El cuento de hadas alemán

Angela Merkel tiene un agudo sentido de la imagen que el pueblo alemán anhela tener de sí mismo. En su discurso que raya con el populismo, Merkel y su entorno se limitan a enviar aquellos mensajes que los ciudadanos desean escuchar: que la economía alemana es el faro del mundo, que Alemania es la locomotora universal y que "Europa ha empezado a hablar alemán". Además, repiten que Alemania es la víctima de los perezosos meridionales (esos "fiesta und siesta", con que se refieren despectivamente a los mediterráneos), así como de los franceses hedonistas, que, en su conjunto, ordeñan esa vaca que es Alemania.

A principios de julio por primera vez un alto político alemán, el presidente del SPD, Sigmar Gabriel, desveló algunas de las falsedades en las que Angela Merkel basa su política de insolidaridad con Europa, esmeradamente disfrazada de victimismo. Gabriel dijo en el Bundestag: "Es falso presentar permanentemente a Alemania como el pagador de la Unión Europea: no somos un pagador neto, sino un ganador neto. Desde la creación de la unión monetaria Alemania ha ganado 556.000 millones de euros más que los que ha destinado a ayuda financiera: somos el beneficiario neto de la EU y esto hay que decirlo claro y alto."

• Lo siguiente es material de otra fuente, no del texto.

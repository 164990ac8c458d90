/*!
    host side of the leaf register protocol, spoken over a half-duplex uart to one or more microcontroller units

    - [registers] fixed width register values and the register table entries
    - [packet], [frame] and [pdu] are the wire format, from the bitfield header to the request/response envelopes
    - [client] (feature `client`) serializes register exchanges from many tasks onto the one serial link
*/

mod utils;

pub mod error;
pub mod registers;
pub mod packet;
pub mod frame;
pub mod pdu;
#[cfg(feature = "client")]
pub mod client;

pub use error::Error;
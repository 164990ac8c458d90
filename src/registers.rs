/*!
    register values and register table entries

    a register is a fixed width integer at a fixed address of a unit, its value is sent little endian, two's complement when signed.

    register tables are generated from the firmware sources and only consumed here, as [Descriptor] constants like the ones in [system].
*/

use packbytes::{FromBytes, ToBytes, ByteArray};
use crate::error::Error;


/// raw bytes of one register value
pub type RegisterBytes = heapless::Vec<u8, 4>;

/// number of bytes of a register value
#[derive(Copy, Clone, Debug, PartialEq, Eq, Hash)]
pub enum Width {
    One = 1,
    Two = 2,
    Four = 4,
}
impl Width {
    pub const fn size(self) -> u16  {self as u16}
}
impl TryFrom<u8> for Width {
    type Error = Error;
    fn try_from(size: u8) -> Result<Self, Error> {
        match size {
            1 => Ok(Self::One),
            2 => Ok(Self::Two),
            4 => Ok(Self::Four),
            _ => Err(Error::Parameter("register size must be 1, 2 or 4 bytes")),
        }
    }
}

/// allowed operations on a register
#[derive(Copy, Clone, Debug, PartialEq, Eq, Hash)]
pub enum Access {
    Read,
    Write,
    ReadWrite,
}
impl Access {
    pub const fn readable(self) -> bool  {matches!(self, Self::Read | Self::ReadWrite)}
    pub const fn writable(self) -> bool  {matches!(self, Self::Write | Self::ReadWrite)}
}

/// binary representation of a register value
#[derive(Copy, Clone, Debug, PartialEq, Eq, Hash)]
pub struct Format {
    pub width: Width,
    pub signed: bool,
}
impl Format {
    pub const fn new(width: Width, signed: bool) -> Self {
        Self {width, signed}
    }
    /// smallest representable value
    pub const fn min(self) -> i64 {
        match (self.width, self.signed) {
            (_, false) => 0,
            (Width::One, true) => i8::MIN as i64,
            (Width::Two, true) => i16::MIN as i64,
            (Width::Four, true) => i32::MIN as i64,
        }
    }
    /// biggest representable value
    pub const fn max(self) -> i64 {
        match (self.width, self.signed) {
            (Width::One, false) => u8::MAX as i64,
            (Width::Two, false) => u16::MAX as i64,
            (Width::Four, false) => u32::MAX as i64,
            (Width::One, true) => i8::MAX as i64,
            (Width::Two, true) => i16::MAX as i64,
            (Width::Four, true) => i32::MAX as i64,
        }
    }

    pub fn encode(self, value: i64) -> Result<RegisterBytes, Error> {
        match (self.width, self.signed) {
            (Width::One, false) => pack::<u8>(value),
            (Width::Two, false) => pack::<u16>(value),
            (Width::Four, false) => pack::<u32>(value),
            (Width::One, true) => pack::<i8>(value),
            (Width::Two, true) => pack::<i16>(value),
            (Width::Four, true) => pack::<i32>(value),
        }
    }
    pub fn decode(self, data: &[u8]) -> Result<i64, Error> {
        match (self.width, self.signed) {
            (Width::One, false) => unpack::<u8>(data),
            (Width::Two, false) => unpack::<u16>(data),
            (Width::Four, false) => unpack::<u32>(data),
            (Width::One, true) => unpack::<i8>(data),
            (Width::Two, true) => unpack::<i16>(data),
            (Width::Four, true) => unpack::<i32>(data),
        }
    }
}

fn pack<T: ToBytes + TryFrom<i64>>(value: i64) -> Result<RegisterBytes, Error> {
    let value = T::try_from(value)
        .map_err(|_| Error::Parameter("value does not fit in register"))?;
    RegisterBytes::from_slice(value.to_le_bytes().as_ref())
        .map_err(|_| Error::Parameter("register wider than 4 bytes"))
}
fn unpack<T: FromBytes + Into<i64>>(data: &[u8]) -> Result<i64, Error> {
    if data.len() != T::Bytes::SIZE {
        return Err(Error::Parameter("data size does not match register size"));
    }
    let mut bytes = T::Bytes::zeroed();
    bytes.as_mut().copy_from_slice(data);
    Ok(T::from_le_bytes(bytes).into())
}


/// entry of a register table
#[derive(Copy, Clone, Debug, PartialEq, Eq, Hash)]
pub struct Descriptor {
    pub name: &'static str,
    /// address of the first register byte in the unit
    pub address: u16,
    pub format: Format,
    pub access: Access,
}
impl Descriptor {
    /// unsigned register
    pub const fn new(name: &'static str, address: u16, width: Width, access: Access) -> Self {
        Self {name, address, format: Format::new(width, false), access}
    }
    /// same register holding a signed value
    pub const fn signed(mut self) -> Self {
        self.format.signed = true;
        self
    }
    /// build an entry from a table row, checking the size
    pub fn from_table(name: &'static str, address: u16, size: u8, access: Access, signed: bool) -> Result<Self, Error> {
        Ok(Self {name, address, format: Format::new(Width::try_from(size)?, signed), access})
    }
    pub const fn size(&self) -> u16  {self.format.width.size()}
}

/// a register of a unit, with its last known value
#[derive(Clone, Debug, PartialEq)]
pub struct Register {
    descriptor: Descriptor,
    /// unit owning the register, if bound to one
    unit: Option<u8>,
    value: i64,
}
impl Register {
    pub const fn new(descriptor: Descriptor) -> Self {
        Self {descriptor, unit: None, value: 0}
    }
    /// bind the register to the unit owning it
    pub const fn at(mut self, unit: u8) -> Self {
        self.unit = Some(unit);
        self
    }
    pub fn with_value(descriptor: Descriptor, value: i64) -> Result<Self, Error> {
        let mut register = Self::new(descriptor);
        register.set(value)?;
        Ok(register)
    }
    pub const fn descriptor(&self) -> &Descriptor  {&self.descriptor}
    pub const fn unit(&self) -> Option<u8>  {self.unit}
    pub const fn name(&self) -> &'static str  {self.descriptor.name}
    pub const fn address(&self) -> u16  {self.descriptor.address}
    pub const fn size(&self) -> u16  {self.descriptor.size()}
    pub const fn access(&self) -> Access  {self.descriptor.access}
    pub const fn value(&self) -> i64  {self.value}

    /// change the value, it must be representable by the register
    pub fn set(&mut self, value: i64) -> Result<(), Error> {
        let format = self.descriptor.format;
        if value < format.min() || value > format.max() {
            return Err(Error::Parameter("value does not fit in register"));
        }
        self.value = value;
        Ok(())
    }
    pub fn encode(&self) -> Result<RegisterBytes, Error> {
        self.descriptor.format.encode(self.value)
    }
    pub fn decode(&mut self, data: &[u8]) -> Result<i64, Error> {
        self.value = self.descriptor.format.decode(data)?;
        Ok(self.value)
    }
}


/// standard registers of the main board
pub mod system {
    use super::{Descriptor, Width, Access};

    /// firmware version
    pub const FW_VERSION: Descriptor = Descriptor::new("FW_VERSION", 1000, Width::Two, Access::Read);
    /// board status flags
    pub const GLOBAL_STATUS: Descriptor = Descriptor::new("GLOBAL_STATUS", 1003, Width::Four, Access::Read);
    pub const TACHO_15_VALUE: Descriptor = Descriptor::new("TACHO_15_VALUE", 1033, Width::Two, Access::Read);
    /// unit address of the board on the bus
    pub const ADDR: Descriptor = Descriptor::new("ADDR", 3900, Width::Two, Access::ReadWrite);
    pub const PWM_15_DUTY_CYCLE: Descriptor = Descriptor::new("PWM_15_DUTY_CYCLE", 4057, Width::Two, Access::ReadWrite);
}


#[cfg(test)]
mod tests {
    use super::*;

    const fn test_register(width: Width) -> Descriptor {
        Descriptor::new("REG1", 1, width, Access::Read)
    }

    fn encoded(descriptor: Descriptor, value: i64) -> RegisterBytes {
        Register::with_value(descriptor, value).unwrap().encode().unwrap()
    }

    #[test]
    fn encode_unsigned() {
        assert_eq!(encoded(test_register(Width::One), 0x01), [0x01]);
        assert_eq!(encoded(test_register(Width::Two), 0x0201), [0x01, 0x02]);
        assert_eq!(encoded(test_register(Width::Four), 0x04030201), [0x01, 0x02, 0x03, 0x04]);
        assert_eq!(encoded(test_register(Width::Four), 0xffff_ffff), [0xff; 4]);
    }

    #[test]
    fn encode_signed() {
        assert_eq!(encoded(test_register(Width::One).signed(), -1), [0xff]);
        assert_eq!(encoded(test_register(Width::Two).signed(), -2), [0xfe, 0xff]);
        assert_eq!(encoded(test_register(Width::Four).signed(), -3), [0xfd, 0xff, 0xff, 0xff]);
    }

    #[test]
    fn decode() {
        let mut register = Register::new(test_register(Width::One));
        assert_eq!(register.decode(&[0x01]).unwrap(), 1);
        let mut register = Register::new(test_register(Width::Two));
        assert_eq!(register.decode(&[0x01, 0x02]).unwrap(), 0x0201);
        let mut register = Register::new(test_register(Width::Four));
        assert_eq!(register.decode(&[0x01, 0x02, 0x03, 0x04]).unwrap(), 0x04030201);
        assert_eq!(register.value(), 0x04030201);

        let mut register = Register::new(test_register(Width::One).signed());
        assert_eq!(register.decode(&[0xff]).unwrap(), -1);
        let mut register = Register::new(test_register(Width::Two).signed());
        assert_eq!(register.decode(&[0xfe, 0xff]).unwrap(), -2);
        let mut register = Register::new(test_register(Width::Four).signed());
        assert_eq!(register.decode(&[0xfd, 0xff, 0xff, 0xff]).unwrap(), -3);
    }

    fn survives(format: Format, value: i64) {
        let bytes = format.encode(value).unwrap();
        assert_eq!(bytes.len(), usize::from(format.width.size()));
        assert_eq!(format.decode(&bytes).unwrap(), value, "{:?}", format);
    }

    #[test]
    fn every_small_value_survives() {
        for width in [Width::One, Width::Two] {
            for signed in [false, true] {
                let format = Format::new(width, signed);
                for value in format.min() ..= format.max() {
                    survives(format, value);
                }
            }
        }
    }

    #[test]
    fn wide_extremes_survive() {
        for signed in [false, true] {
            let format = Format::new(Width::Four, signed);
            for value in [format.min(), format.min() + 1, 0, 1, format.max() / 2, format.max() - 1, format.max()] {
                survives(format, value);
            }
        }
    }

    #[test]
    fn out_of_range() {
        assert!(matches!(Register::with_value(test_register(Width::One), 256), Err(Error::Parameter(_))));
        assert!(matches!(Register::with_value(test_register(Width::One), -1), Err(Error::Parameter(_))));
        assert!(matches!(Register::with_value(test_register(Width::Two).signed(), 32768), Err(Error::Parameter(_))));
        assert!(matches!(Format::new(Width::Four, false).encode(1 << 32), Err(Error::Parameter(_))));
    }

    #[test]
    fn wrong_data_size() {
        let mut register = Register::new(test_register(Width::Two));
        assert!(matches!(register.decode(&[0x01]), Err(Error::Parameter(_))));
        assert!(matches!(register.decode(&[0x01, 0x02, 0x03]), Err(Error::Parameter(_))));
        assert_eq!(register.value(), 0);
    }

    #[test]
    fn unsupported_size() {
        assert!(matches!(Width::try_from(3u8), Err(Error::Parameter(_))));
        assert!(matches!(Descriptor::from_table("REG", 0, 0, Access::Read, false), Err(Error::Parameter(_))));
        let descriptor = Descriptor::from_table("REG", 7, 4, Access::ReadWrite, true).unwrap();
        assert_eq!(descriptor.size(), 4);
        assert!(descriptor.format.signed);
    }

    #[test]
    fn owning_unit() {
        let register = Register::new(system::ADDR);
        assert_eq!(register.unit(), None);
        let register = Register::with_value(system::ADDR, 7).unwrap().at(3);
        assert_eq!(register.unit(), Some(3));
        assert_eq!(register.value(), 7);
    }

    #[test]
    fn system_table() {
        assert_eq!(system::FW_VERSION.address, 1000);
        assert_eq!(system::FW_VERSION.size(), 2);
        assert_eq!(system::GLOBAL_STATUS.address, 1003);
        assert_eq!(system::GLOBAL_STATUS.size(), 4);
        assert!(!system::GLOBAL_STATUS.access.writable());
        assert_eq!(system::ADDR.address, 3900);
        assert_eq!(system::ADDR.access, Access::ReadWrite);
        assert_eq!(system::PWM_15_DUTY_CYCLE.address, 4057);
    }
}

Derrotada en dos guerras mundiales, causante de varias decenas de millones de muertos, Alemania no ha podido enorgullecerse de sí misma desde hace un siglo. Por eso, el cuento sobre la propia excelencia que le brinda su canciller ha convertido gran parte del país en una fiesta nacionalista.

Es curioso observar la capacidad de la gente por adoptar como verdad una falacia cuando ésta se repite una y otra vez. Merkel, que nació y se formó en la Alemania del Este, uno de los reinos de la mentira proclamada a bombo y platillo, es perfectamente consciente de que insistiendo en una falsedad, ésta, para el interlocutor, se convierte en verdad. Uno de esos mitos de la era comunista, convertidos en creencia mundialmente extendida, era el de la sanidad gratuita: pocos llegaron a sospechar que los servicios sanitarios decentes se pagaban en los países comunistas con artículos de lujo, con los que se sobornaba al médico, a la enfermera y hasta al oficinista que determinaba la fecha de la operación. De modo parecido, la Alemania de hoy asimiló de buen grado la falacia halagüeña de ser la abnegada víctima de Europa y con éxito la extendió por el mundo.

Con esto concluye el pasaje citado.